Die Parameter-Norm ist in verschiedenen Optimierungstechniken, where it’s often used to prevent overfitting and ensure that the model generalizes well to unseen data. Two common types of parameter norms are the L1-Norm and the L2-Norm. The L1 norm, also known as the Manhattan norm, is the sum of the absolute values of the parameters, while the L2 norm, or Euclidean norm, is the square root of the sum of the squares of the parameters.
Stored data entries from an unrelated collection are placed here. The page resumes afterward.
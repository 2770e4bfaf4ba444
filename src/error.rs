//! Error types for kube-requests.

use crate::analyzer::quantity::QuantityError;
use crate::analyzer::types::{SourceId, WorkloadKind};
use std::path::PathBuf;
use thiserror::Error;

/// Errors raised while reading, decoding and aggregating manifests.
#[derive(Debug, Error)]
pub enum RequestsError {
    /// A resource request value is not a valid quantity
    #[error("{source_id}: invalid request for resource {resource:?}: {source}")]
    MalformedQuantity {
        source_id: SourceId,
        resource: String,
        #[source]
        source: QuantityError,
    },

    /// The document is not YAML, or its kind/metadata cannot be read
    #[error("{source_id}: failed to decode manifest metadata: {source}")]
    MetadataDecode {
        source_id: SourceId,
        #[source]
        source: serde_yaml::Error,
    },

    /// The kind is supported but the body does not have that kind's shape
    #[error("{source_id}: failed to decode {kind}: {source}")]
    StructuralDecode {
        source_id: SourceId,
        kind: WorkloadKind,
        #[source]
        source: serde_yaml::Error,
    },

    /// Summing or scaling overflowed
    #[error("{context}: {source}")]
    Arithmetic {
        context: String,
        #[source]
        source: QuantityError,
    },

    #[error("failed to read {}: {source}", path.display())]
    Io {
        path: PathBuf,
        #[source]
        source: std::io::Error,
    },

    #[error("failed to walk directory: {0}")]
    Walk(#[from] walkdir::Error),

    #[error("Configuration error: {0}")]
    Config(#[from] ConfigError),

    #[error("Invalid input: {0}")]
    InvalidInput(String),

    /// Results were printed but some documents could not be processed
    #[error("{0} manifest document(s) could not be processed")]
    PartialFailure(usize),
}

impl RequestsError {
    /// Source of the offending document, for errors tied to one document.
    pub fn source_id(&self) -> Option<&SourceId> {
        match self {
            Self::MalformedQuantity { source_id, .. }
            | Self::MetadataDecode { source_id, .. }
            | Self::StructuralDecode { source_id, .. } => Some(source_id),
            _ => None,
        }
    }
}

/// Errors raised while loading the configuration file.
#[derive(Debug, Error)]
pub enum ConfigError {
    #[error("failed to read {}: {source}", path.display())]
    Read {
        path: PathBuf,
        #[source]
        source: std::io::Error,
    },

    #[error("failed to parse {}: {source}", path.display())]
    Parse {
        path: PathBuf,
        #[source]
        source: Box<toml::de::Error>,
    },

    #[error("invalid value for {field}: {value:?}")]
    InvalidValue { field: &'static str, value: String },
}

/// Result type alias for kube-requests operations
pub type Result<T> = std::result::Result<T, RequestsError>;
//! # Analyzer Module
//!
//! Exact resource quantities and the aggregation of workload requests:
//! - `quantity`: parsing, arithmetic and canonical formatting of quantities
//! - `resources`: resource-name to quantity maps
//! - `manifest`: per-kind decoding of Deployments, Pods and Jobs
//! - `source`: manifest discovery and multi-document splitting
//! - `aggregator`: per-manifest records and the grand total
//! - `formatter`: plain, table, JSON and YAML output

pub mod aggregator;
pub mod config;
pub mod formatter;
pub mod manifest;
pub mod quantity;
pub mod resources;
pub mod source;
pub mod types;

pub use aggregator::Aggregator;
pub use config::DiscoveryConfig;
pub use formatter::{OutputFormat, format_result, format_result_to_string};
pub use manifest::{AdapterRegistry, ManifestAdapter, Workload};
pub use quantity::{Quantity, QuantityError, QuantityFormat, Scale};
pub use resources::ResourceMap;
pub use types::{AggregationResult, ManifestDocument, ManifestRecord, SourceId, WorkloadKind};
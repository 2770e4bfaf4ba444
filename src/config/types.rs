use crate::analyzer::config::DiscoveryConfig;
use crate::analyzer::formatter::OutputFormat;
use crate::analyzer::quantity::Scale;
use crate::error::ConfigError;
use serde::{Deserialize, Serialize};

/// Main configuration structure
#[derive(Debug, Clone, Default, PartialEq, Serialize, Deserialize)]
#[serde(default)]
pub struct Config {
    pub discovery: DiscoveryConfig,
    pub aggregation: AggregationConfig,
    pub output: OutputConfig,
}

/// Aggregation configuration
#[derive(Debug, Clone, PartialEq, Eq, Serialize, Deserialize)]
#[serde(default)]
pub struct AggregationConfig {
    /// Abort on the first failing document
    pub fail_fast: bool,
    /// Process files on all cores
    pub parallel: bool,
}

impl Default for AggregationConfig {
    fn default() -> Self {
        Self {
            fail_fast: false,
            parallel: true,
        }
    }
}

/// Output configuration
#[derive(Debug, Clone, PartialEq, Eq, Serialize, Deserialize)]
#[serde(default)]
pub struct OutputConfig {
    pub format: OutputFormat,
    /// SI suffix memory is reported in: "", "k", "M", "G", ...
    pub memory_scale: String,
}

impl Default for OutputConfig {
    fn default() -> Self {
        Self {
            format: OutputFormat::Plain,
            memory_scale: "M".to_string(),
        }
    }
}

impl OutputConfig {
    /// The configured memory scale.
    pub fn memory_scale(&self) -> Result<Scale, ConfigError> {
        Scale::from_suffix(&self.memory_scale).ok_or_else(|| ConfigError::InvalidValue {
            field: "output.memory_scale",
            value: self.memory_scale.clone(),
        })
    }
}
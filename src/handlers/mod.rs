// Handler modules
pub mod sum;
pub mod total;

// Re-export all handler functions
pub use sum::{handle_sum, sum_quantities};
pub use total::{TotalOptions, compute_total, handle_total};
Using parameter norms in training can lead to regularization effects. For instance, L2-Regularisierung (also known as weight decay) encourages the model to keep smaller weights, which can result in simpler models that perform better on validation datasets. Conversely, L1 regularization can lead to sparsity in the model, effectively reducing the number of parameters that contribute to the model’s predictions.
Zusammenfassend ist das Verständnis und die Anwendung von Parameter-Normen wesentlich für die Optimierung von KI-Modellen. By controlling the magnitudes of the parameters, practitioners can enhance their models’ performance, stability, and generalization capabilities.